1.1. Pourquoi ce changement ?
Le changement de paradigme s’explique par les attentes spécifiques des fonds d’investissement, qui diffèrent de celles d’un actionnariat familial ou industriel :
- Horizon de détention limité et piloté : un fonds entre au capital avec un objectif clair de sortie sous 5 à 7 ans, souvent avec un multiple cible à atteindre. Cela implique une exigence de performance rapide, mesurable et capitalisable.
- Focus sur la génération de cash et la valorisation de l’entreprise : la création de valeur ne repose pas uniquement sur la croissance du chiffre d’affaires ou du résultat net, mais sur la capacité à convertir l’activité en cash-flow libre, à optimiser la structure bilancielle et à préparer l’entreprise à une future revente ou IPO.
- Besoin de transparence et d’anticipation : les investisseurs recherchent une vision claire des performances passées, actuelles et projetées. Cela suppose un reporting fiable, rapide et analytique, fondé sur des indicateurs pertinents et comparables.
- Logique de pilotage orientée performance : le fonds introduit des revues régulières, des indicateurs clés de suivi (EBITDA, cash conversion, levier d’endettement, croissance organique, retour sur capital investi…), et une analyse systématique des écarts entre prévisionnel et réalisé de façon à piloter le plan stratégique de croissance ou de retournement
Ce changement de logique stratégique impose une réorganisation quasi immédiate de la fonction finance.

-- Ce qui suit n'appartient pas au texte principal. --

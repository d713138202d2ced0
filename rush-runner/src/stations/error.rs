//! Timetable loading error types.

use crate::domain::{InvalidCoordinates, InvalidDepartureTime, InvalidStationId};

/// Errors that can occur while loading timetable data.
#[derive(Debug, thiserror::Error)]
pub enum TimetableError {
    /// Reading the timetable file failed
    #[error("failed to read {path}: {source}")]
    Io {
        path: String,
        #[source]
        source: std::io::Error,
    },

    /// HTTP request for a remote timetable failed
    #[error("HTTP error: {0}")]
    Http(#[from] reqwest::Error),

    /// Remote source answered with a non-success status
    #[error("timetable source returned status {status}")]
    Status { status: u16 },

    /// Failed to parse the timetable JSON
    #[error("JSON parse error: {0}")]
    Json(#[from] serde_json::Error),

    /// A station key is not a valid id
    #[error("station {key:?}: {source}")]
    StationId {
        key: String,
        #[source]
        source: InvalidStationId,
    },

    /// A station's coordinates are out of range
    #[error("station {station}: {source}")]
    Coordinates {
        station: String,
        #[source]
        source: InvalidCoordinates,
    },

    /// A departure has an out-of-range hour or minute
    #[error("station {station}, {day_type} departure #{index}: {source}")]
    Departure {
        station: String,
        day_type: String,
        index: usize,
        #[source]
        source: InvalidDepartureTime,
    },
}
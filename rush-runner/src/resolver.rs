//! Next-departure resolution.
//!
//! Answers "which train is next?" for a timetable, a selected day-type and
//! a local wall-clock instant. When the last train of the day has gone,
//! resolution looks exactly one day ahead: tomorrow's day-type is derived
//! from tomorrow's weekday and its first departure is taken.

use chrono::NaiveDateTime;

use crate::domain::{DayType, Departure, Timetable};

/// A resolved departure placed on the calendar.
#[derive(Debug, Clone, Copy, PartialEq, Eq)]
pub struct NextDeparture<'a> {
    pub departure: &'a Departure,

    /// Local instant the train leaves; today's date or tomorrow's.
    pub departs_at: NaiveDateTime,
}

/// Outcome of [`resolve_next`].
#[derive(Debug, Clone, Copy, PartialEq, Eq)]
pub struct Resolution<'a> {
    /// The next train, or `None` when no service is reachable.
    pub next: Option<NextDeparture<'a>>,

    /// Set when the next train belongs to tomorrow's day-type and that
    /// day-type differs from the one resolved against.
    pub day_type_change: Option<DayType>,
}

impl<'a> Resolution<'a> {
    fn none() -> Self {
        Self {
            next: None,
            day_type_change: None,
        }
    }

    /// Returns true when resolution switched to a different day-type.
    pub fn changed_day_type(&self) -> bool {
        self.day_type_change.is_some()
    }

    /// The day-type subsequent resolutions should use.
    pub fn active_day_type(&self, current: DayType) -> DayType {
        self.day_type_change.unwrap_or(current)
    }
}

/// Resolve the next departure after `now`.
///
/// A departure whose time equals `now` exactly has already left: only
/// departures strictly later than `now` qualify. Missing data never errors;
/// it yields a resolution with no train.
///
/// # Examples
///
/// ```
/// use chrono::NaiveDate;
/// use rush_runner::domain::{DayType, Departure, DepartureTime, Timetable};
/// use rush_runner::resolver::resolve_next;
///
/// let timetable = Timetable::new()
///     .with(DayType::Weekday, vec![
///         Departure::new("Local", "Tokyo", DepartureTime::new(6, 0).unwrap()),
///         Departure::new("Rapid", "Tokyo", DepartureTime::new(23, 30).unwrap()),
///     ])
///     .with(DayType::Holiday, vec![
///         Departure::new("Local", "Tokyo", DepartureTime::new(7, 0).unwrap()),
///     ]);
///
/// // Friday 23:45: the last weekday train has gone, Saturday is a holiday.
/// let now = NaiveDate::from_ymd_opt(2024, 3, 15).unwrap().and_hms_opt(23, 45, 0).unwrap();
/// let resolution = resolve_next(&timetable, DayType::Weekday, now);
///
/// let next = resolution.next.unwrap();
/// assert_eq!(next.departure.time.to_string(), "07:00");
/// assert_eq!(resolution.day_type_change, Some(DayType::Holiday));
/// ```
pub fn resolve_next(timetable: &Timetable, day_type: DayType, now: NaiveDateTime) -> Resolution<'_> {
    let today = now.date();

    let later_today = timetable
        .departures(day_type)
        .iter()
        .map(|departure| NextDeparture {
            departure,
            departs_at: departure.time.on(today),
        })
        .find(|next| next.departs_at > now);

    if let Some(next) = later_today {
        return Resolution {
            next: Some(next),
            day_type_change: None,
        };
    }

    let Some(tomorrow) = today.succ_opt() else {
        return Resolution::none();
    };
    let tomorrow_type = DayType::for_date(tomorrow);

    match timetable.first(tomorrow_type) {
        Some(departure) => Resolution {
            next: Some(NextDeparture {
                departure,
                departs_at: departure.time.on(tomorrow),
            }),
            day_type_change: (tomorrow_type != day_type).then_some(tomorrow_type),
        },
        None => Resolution::none(),
    }
}
//! Askama templates for the widget page.

use askama::Template;

use crate::domain::Departure;
use crate::rush::RushAlert;
use crate::widget::{WidgetSnapshot, WidgetStatus};

// ============================================================================
// Page Templates
// ============================================================================

/// The widget page.
#[derive(Template)]
#[template(path = "index.html")]
pub struct IndexTemplate {
    pub widget: WidgetView,
    pub timetable: TimetableTemplate,
}

// ============================================================================
// Fragment Templates
// ============================================================================

/// Departure table for the active day-type.
#[derive(Template)]
#[template(path = "timetable.html")]
pub struct TimetableTemplate {
    pub day_type: String,
    pub rows: Vec<DepartureRow>,
}

// ============================================================================
// View Models
// ============================================================================

/// Widget header, countdown and alert.
#[derive(Debug, Clone)]
pub struct WidgetView {
    /// Set when timetable data failed to load.
    pub error: Option<String>,
    pub station_name: String,
    pub line_name: String,
    pub day_type: String,
    pub generation: u64,
    pub timer_text: String,
    /// "Rapid" or the first half of the end-of-service notice.
    pub headline: String,
    /// "for Tokyo" or the second half of the end-of-service notice.
    pub subline: String,
    /// CSS class suffix: safe, warning, danger, unknown.
    pub alert_class: Option<String>,
    pub alert_message: Option<String>,
}

impl WidgetView {
    pub fn from_snapshot(snapshot: &WidgetSnapshot) -> Self {
        let error = match &snapshot.status {
            WidgetStatus::Unavailable { reason } => Some(reason.clone()),
            _ => None,
        };

        let (station_name, line_name) = match &snapshot.station {
            Some(s) => (s.name.clone(), s.line.clone()),
            None if error.is_some() => ("Failed to load timetable".to_string(), String::new()),
            None => ("No station selected".to_string(), String::new()),
        };

        let train = snapshot.countdown.as_ref().and_then(|t| t.update.train());
        let (headline, subline) = match (&snapshot.status, train) {
            (_, Some(train)) => (train.train_type.clone(), format!("for {}", train.destination)),
            (WidgetStatus::Ended, None) => (
                "Today's service".to_string(),
                "has ended".to_string(),
            ),
            _ => (String::new(), String::new()),
        };

        Self {
            error,
            station_name,
            line_name,
            day_type: snapshot.day_type.to_string(),
            generation: snapshot.generation.get(),
            timer_text: snapshot
                .timer_text
                .clone()
                .unwrap_or_else(|| crate::countdown::ENDED_DISPLAY.to_string()),
            headline,
            subline,
            alert_class: alert_class(&snapshot.alert),
            alert_message: snapshot.alert_message.clone(),
        }
    }
}

fn alert_class(alert: &RushAlert) -> Option<String> {
    alert.tier().map(|t| t.as_str().to_string())
}

/// One timetable row.
#[derive(Debug, Clone)]
pub struct DepartureRow {
    pub train_type: String,
    pub destination: String,
    pub time: String,
}

impl DepartureRow {
    pub fn from_departure(d: &Departure) -> Self {
        Self {
            train_type: d.train_type.clone(),
            destination: d.destination.clone(),
            time: d.time.to_string(),
        }
    }
}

1.2. Le rôle élargi du DAF
Dans ce nouveau contexte, Le DAF doit piloter la performance à travers des indicateurs clés (KPIs) précis et partagés. Chef d’orchestre du pilotage de la performance, il doit être capable de dialoguer avec le fonds dans son langage. Il veille à la génération de cash, en lien avec le contrôle de gestion, les achats, la supply chain ou la facturation.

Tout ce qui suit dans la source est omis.